İfadede geçtiği üzere insan kendine verilen bazı özellikler ile Allah’ı tanıyacak. Kendi küçük dünyasında, sınırlı sanal alemindeki ölçücükler ile kainatta cereyan eden külli hakikatleri kavramaya çalışacaktır. İlmiyle, cüzi iradesiyle, güç ve kuvveti ile, görmesi, duyması işitmesi ve hayatı ile birlikte diğer his ve özellikleri ile bir çok sıfat-ı ilahiye ve esma-i ilahiye ayinedarlık edecektir. Mezkur ifadede, “bütün sıfât ve şuûnât-ı İlâhiyeyi bir derece bildirecek, gösterecek binler esrarlı ahval ve sıfât ve hissiyat, enede münderiçtir” cümlesi ile bu hakikate dikkat çekilmiş.

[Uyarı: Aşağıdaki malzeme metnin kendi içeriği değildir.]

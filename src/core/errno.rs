/*!
 * Kernel Error Numbers
 * Guest-visible errno values (Linux generic numbering)
 */

use serde::{Deserialize, Serialize};
use std::fmt;

/// Linux errno values reported back to the guest
#[derive(Debug, Clone, Copy, PartialEq, Eq, Hash, Serialize, Deserialize)]
#[repr(i32)]
pub enum Errno {
    EPERM = 1,
    ENOENT = 2,
    EBADF = 9,
    EAGAIN = 11,
    ENOMEM = 12,
    EACCES = 13,
    EFAULT = 14,
    EEXIST = 17,
    ENOTDIR = 20,
    EISDIR = 21,
    EINVAL = 22,
    EMFILE = 24,
    ESPIPE = 29,
    EPIPE = 32,
    ENOSYS = 38,
}

impl Errno {
    /// Raw errno number
    #[inline]
    #[must_use]
    pub const fn code(self) -> i32 {
        self as i32
    }

    /// Negated form, as returned directly by raw kernel entry points
    #[inline]
    #[must_use]
    pub const fn as_neg(self) -> i64 {
        -(self as i64)
    }
}

impl fmt::Display for Errno {
    fn fmt(&self, f: &mut fmt::Formatter<'_>) -> fmt::Result {
        write!(f, "{:?}({})", self, self.code())
    }
}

İşte bu gün insanlığın yaptığı her müspet ve doğru iş, faaliyet ve fiilde Allah’ı tanıtan, bildiren, onun işlerini tanımlayan ve gösteren bir özellik vardır. Yani insanlar kendisine verilen kabiliyetler ile Allah’ın kainattaki idare ve tasarrufunu bir ölçüde anlayabilirler. Zaten bu dünyaya halife olarak gönderilen insanın en önemli vazifesi de budur. Yani Allah’ın kainat ölçeğinde yaptığı iş ve faaliyetleri kendi küçük dünyasında ve sanal aleminde gerçekleştirmeye çalışmak ve bu yolla Yaratıcısının azim ve büyük ve sınırsınız faaliyetlerini bir derece anlamaya çalışmaktır.

İnsanlığın faaliyetlerine ve sanatlarına bakılırsa doğrudan kainattaki sanatları taklit ettiği görülür. Mesela kuşları taklit ederek uçakları, yusufçuk ve arı gibi böcekleri taklit ederek helikopteri, balıkları taklit ederek gemi ve denizaltıları yapmaktadır. Bu konuda bir çok misal vardır. Hatta günümüzde insanlık robot teknolojisi ile doğrudan insanın yaratılışını taklit etmeye başlamıştır. Teknoloji ilerledikçe çok daha farklı gelişmelerin olacağı açıktır.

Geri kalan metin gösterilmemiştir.